**PROVIDED DATA:**

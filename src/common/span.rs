use std::{
    fmt::{self, Debug, Display, Formatter},
    rc::Rc,
};

use crate::common::source::Source;

/// A `Span` refers to a section of a source,
/// much like a `&str`, but with a reference to a `Source`
/// rather than a `String`. A `Span` is meant to be paired
/// with other datastructures, to be used during error
/// reporting.
#[derive(Clone, Eq, PartialEq)]
pub struct Span {
    source: Rc<Source>,
    offset: usize,
    length: usize,
}

impl Span {
    /// Create a new `Span` from an offset with a length.
    /// All `Span`s have access to the `Source` from whence
    /// they came, so they can't be misinterpreted or
    /// miscombined.
    pub fn new(source: &Rc<Source>, offset: usize, length: usize) -> Span {
        Span {
            source: Rc::clone(source),
            offset,
            length,
        }
    }

    /// A `Span` that points at a specific point in the
    /// source. Has a length of `0`.
    pub fn point(source: &Rc<Source>, offset: usize) -> Span {
        Span::new(source, offset, 0)
    }

    /// A zero-length `Span` sitting right after this one.
    pub fn tail(&self) -> Span {
        Span::point(&self.source, self.end())
    }

    /// Byte offset of the start of the `Span`.
    pub fn offset(&self) -> usize {
        self.offset
    }

    /// Return the index of the end of the `Span`.
    pub fn end(&self) -> usize {
        self.offset + self.length
    }

    /// Creates a new `Span` which spans the space of the
    /// previous two.
    /// ```plain
    /// (add 2 (subtract 4 2))
    ///  ^^^                   | Span a
    ///         ^^^^^^^^       | Span b
    ///  ^^^^^^^^^^^^^^^       | combined
    /// ```
    pub fn combine(a: &Span, b: &Span) -> Span {
        if a.source != b.source {
            panic!("Can't combine two Spans with separate sources");
        }

        let offset = a.offset.min(b.offset);
        let end = a.end().max(b.end());

        Span::new(&a.source, offset, end - offset)
    }

    /// Returns the contents of a `Span`.
    /// This indexes into the source file,
    /// so if the `Span` is along an invalid byte boundary,
    /// the program will panic.
    pub fn contents(&self) -> String {
        self.source.contents[self.offset..self.end()].to_string()
    }

    pub fn path(&self) -> String {
        self.source.path.to_string_lossy().to_string()
    }

    /// Zero-indexed line on which byte `index` falls.
    pub fn line(&self, index: usize) -> usize {
        self.source.contents[..index].matches('\n').count()
    }

    /// Zero-indexed column, in characters, of byte `index`.
    pub fn col(&self, index: usize) -> usize {
        let before = &self.source.contents[..index];
        match before.rfind('\n') {
            Some(newline) => before[newline + 1..].chars().count(),
            None => before.chars().count(),
        }
    }

    /// The full source lines the `Span` touches.
    pub fn lines(&self) -> Vec<String> {
        let start_line = self.line(self.offset);
        let end_line = self.line(self.end());

        self.source
            .contents
            .split('\n')
            .skip(start_line)
            .take(end_line - start_line + 1)
            .map(|s| s.to_string())
            .collect()
    }

    pub fn format(&self) -> FormattedSpan {
        FormattedSpan {
            path: self.path(),
            start: self.line(self.offset),
            lines: self.lines(),
            start_col: self.col(self.offset),
            end_col: self.col(self.end()),
        }
    }
}

impl Debug for Span {
    fn fmt(&self, f: &mut Formatter<'_>) -> fmt::Result {
        f.debug_struct("Span")
            .field("contents", &self.contents())
            .field("start", &self.offset)
            .field("end", &self.end())
            .finish()
    }
}

impl Display for Span {
    /// Given a `Span`, `fmt` will print out where the `Span`
    /// occurs in its source:
    /// ```plain
    /// In ./source:1:8
    ///   |
    /// 1 | (add 2 @)
    ///   |        ^
    /// ```
    fn fmt(&self, f: &mut Formatter<'_>) -> fmt::Result {
        write!(f, "{}", self.format())
    }
}

/// Represents a formatted span, ready to be displayed.
/// Contains information about where the span is from,
/// and where in the text it starts and ends
/// relative to the lines in the source.
pub struct FormattedSpan {
    pub path: String,
    pub start: usize,
    pub lines: Vec<String>,
    pub start_col: usize,
    pub end_col: usize,
}

impl FormattedSpan {
    pub fn is_multiline(&self) -> bool {
        self.lines.len() != 1
    }

    pub fn gutter_padding(&self) -> usize {
        (self.start + self.lines.len()).to_string().len()
    }

    /// If a single line span, returns the number of carrots
    /// between cols. Zero-length spans still get one.
    pub fn carrots(&self) -> Option<usize> {
        if self.is_multiline() {
            None
        } else {
            Some((self.end_col - self.start_col).max(1))
        }
    }
}

impl Display for FormattedSpan {
    fn fmt(&self, f: &mut Formatter<'_>) -> fmt::Result {
        let gutter = " ".repeat(self.gutter_padding());

        writeln!(
            f,
            "In {}:{}:{}",
            self.path,
            self.start + 1,
            self.start_col + 1
        )?;
        writeln!(f, "{} |", gutter)?;

        match self.carrots() {
            Some(carrots) => {
                let line_no = (self.start + 1).to_string();
                let padding = " ".repeat(gutter.len() - line_no.len());
                writeln!(f, "{}{} | {}", line_no, padding, self.lines[0])?;
                writeln!(
                    f,
                    "{} | {}{}",
                    gutter,
                    " ".repeat(self.start_col),
                    "^".repeat(carrots),
                )?;
            },
            None => {
                for (index, line) in self.lines.iter().enumerate() {
                    let line_no = (self.start + index + 1).to_string();
                    let padding = " ".repeat(gutter.len() - line_no.len());
                    writeln!(f, "{}{} > {}", line_no, padding, line)?;
                }
            },
        }

        Ok(())
    }
}

/// A wrapper for spanning types.
/// For example, a `Token` can be spanned to indicate where
/// it was lexed from (a `Spanned<Token>`).
#[derive(Debug, Clone, Eq, PartialEq)]
pub struct Spanned<T> {
    pub item: T,
    pub span: Span,
}

impl<T> Spanned<T> {
    /// Takes a generic item, and wraps in in a `Span` to make
    /// it `Spanned`.
    pub fn new(item: T, span: Span) -> Spanned<T> {
        Spanned { item, span }
    }
}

**WORK INSTRUCTION:**
Output all of the records, keeping every word exact.

**WRITTEN RESPONSE:**
filename src/common/span.rs
use std::{
    fmt::{self, Debug, Display, Formatter},
    rc::Rc,
};

use crate::common::source::Source;

/// A `Span` refers to a section of a source,
/// much like a `&str`, but with a reference to a `Source`
/// rather than a `String`. A `Span` is meant to be paired
/// with other datastructures, to be used during error
/// reporting.
#[derive(Clone, Eq, PartialEq)]
pub struct Span {
    source: Rc<Source>,
    offset: usize,
    length: usize,
}

impl Span {
    /// Create a new `Span` from an offset with a length.
    /// All `Span`s have access to the `Source` from whence
    /// they came, so they can't be misinterpreted or
    /// miscombined.
    pub fn new(source: &Rc<Source>, offset: usize, length: usize) -> Span {
        Span {
            source: Rc::clone(source),
            offset,
            length,
        }
    }

    /// A `Span` that points at a specific point in the
    /// source. Has a length of `0`.
    pub fn point(source: &Rc<Source>, offset: usize) -> Span {
        Span::new(source, offset, 0)
    }

    /// A zero-length `Span` sitting right after this one.
    pub fn tail(&self) -> Span {
        Span::point(&self.source, self.end())
    }

    /// Byte offset of the start of the `Span`.
    pub fn offset(&self) -> usize {
        self.offset
    }

    /// Return the index of the end of the `Span`.
    pub fn end(&self) -> usize {
        self.offset + self.length
    }

    /// Creates a new `Span` which spans the space of the
    /// previous two.
    /// ```plain
    /// (add 2 (subtract 4 2))
    ///  ^^^                   | Span a
    ///         ^^^^^^^^       | Span b
    ///  ^^^^^^^^^^^^^^^       | combined
    /// ```
    pub fn combine(a: &Span, b: &Span) -> Span {
        if a.source != b.source {
            panic!("Can't combine two Spans with separate sources");
        }

        let offset = a.offset.min(b.offset);
        let end = a.end().max(b.end());

        Span::new(&a.source, offset, end - offset)
    }

    /// Returns the contents of a `Span`.
    /// This indexes into the source file,
    /// so if the `Span` is along an invalid byte boundary,
    /// the program will panic.
    pub fn contents(&self) -> String {
        self.source.contents[self.offset..self.end()].to_string()
    }

    pub fn path(&self) -> String {
        self.source.path.to_string_lossy().to_string()
    }

    /// Zero-indexed line on which byte `index` falls.
    pub fn line(&self, index: usize) -> usize {
        self.source.contents[..index].matches('\n').count()
    }

    /// Zero-indexed column, in characters, of byte `index`.
    pub fn col(&self, index: usize) -> usize {
        let before = &self.source.contents[..index];
        match before.rfind('\n') {
            Some(newline) => before[newline + 1..].chars().count(),
            None => before.chars().count(),
        }
    }

    /// The full source lines the `Span` touches.
    pub fn lines(&self) -> Vec<String> {
        let start_line = self.line(self.offset);
        let end_line = self.line(self.end());

        self.source
            .contents
            .split('\n')
            .skip(start_line)
            .take(end_line - start_line + 1)
            .map(|s| s.to_string())
            .collect()
    }

    pub fn format(&self) -> FormattedSpan {
        FormattedSpan {
            path: self.path(),
            start: self.line(self.offset),
            lines: self.lines(),
            start_col: self.col(self.offset),
            end_col: self.col(self.end()),
        }
    }
}

impl Debug for Span {
    fn fmt(&self, f: &mut Formatter<'_>) -> fmt::Result {
        f.debug_struct("Span")
            .field("contents", &self.contents())
            .field("start", &self.offset)
            .field("end", &self.end())
            .finish()
    }
}

impl Display for Span {
    /// Given a `Span`, `fmt` will print out where the `Span`
    /// occurs in its source:
    /// ```plain
    /// In ./source:1:8
    ///   |
    /// 1 | (add 2 @)
    ///   |        ^
    /// ```
    fn fmt(&self, f: &mut Formatter<'_>) -> fmt::Result {
        write!(f, "{}", self.format())
    }
}

/// Represents a formatted span, ready to be displayed.
/// Contains information about where the span is from,
/// and where in the text it starts and ends
/// relative to the lines in the source.
pub struct FormattedSpan {
    pub path: String,
    pub start: usize,
    pub lines: Vec<String>,
    pub start_col: usize,
    pub end_col: usize,
}

impl FormattedSpan {
    pub fn is_multiline(&self) -> bool {
        self.lines.len() != 1
    }

    pub fn gutter_padding(&self) -> usize {
        (self.start + self.lines.len()).to_string().len()
    }

    /// If a single line span, returns the number of carrots
    /// between cols. Zero-length spans still get one.
    pub fn carrots(&self) -> Option<usize> {
        if self.is_multiline() {
            None
        } else {
            Some((self.end_col - self.start_col).max(1))
        }
    }
}

impl Display for FormattedSpan {
    fn fmt(&self, f: &mut Formatter<'_>) -> fmt::Result {
        let gutter = " ".repeat(self.gutter_padding());

        writeln!(
            f,
            "In {}:{}:{}",
            self.path,
            self.start + 1,
            self.start_col + 1
        )?;
        writeln!(f, "{} |", gutter)?;

        match self.carrots() {
            Some(carrots) => {
                let line_no = (self.start + 1).to_string();
                let padding = " ".repeat(gutter.len() - line_no.len());
                writeln!(f, "{}{} | {}", line_no, padding, self.lines[0])?;
                writeln!(
                    f,
                    "{} | {}{}",
                    gutter,
                    " ".repeat(self.start_col),
                    "^".repeat(carrots),
                )?;
            },
            None => {
                for (index, line) in self.lines.iter().enumerate() {
                    let line_no = (self.start + index + 1).to_string();
                    let padding = " ".repeat(gutter.len() - line_no.len());
                    writeln!(f, "{}{} > {}", line_no, padding, line)?;
                }
            },
        }

        Ok(())
    }
}

/// A wrapper for spanning types.
/// For example, a `Token` can be spanned to indicate where
/// it was lexed from (a `Spanned<Token>`).
#[derive(Debug, Clone, Eq, PartialEq)]
pub struct Spanned<T> {
    pub item: T,
    pub span: Span,
}

impl<T> Spanned<T> {
    /// Takes a generic item, and wraps in in a `Span` to make
    /// it `Spanned`.
    pub fn new(item: T, span: Span) -> Spanned<T> {
        Spanned { item, span }
    }
}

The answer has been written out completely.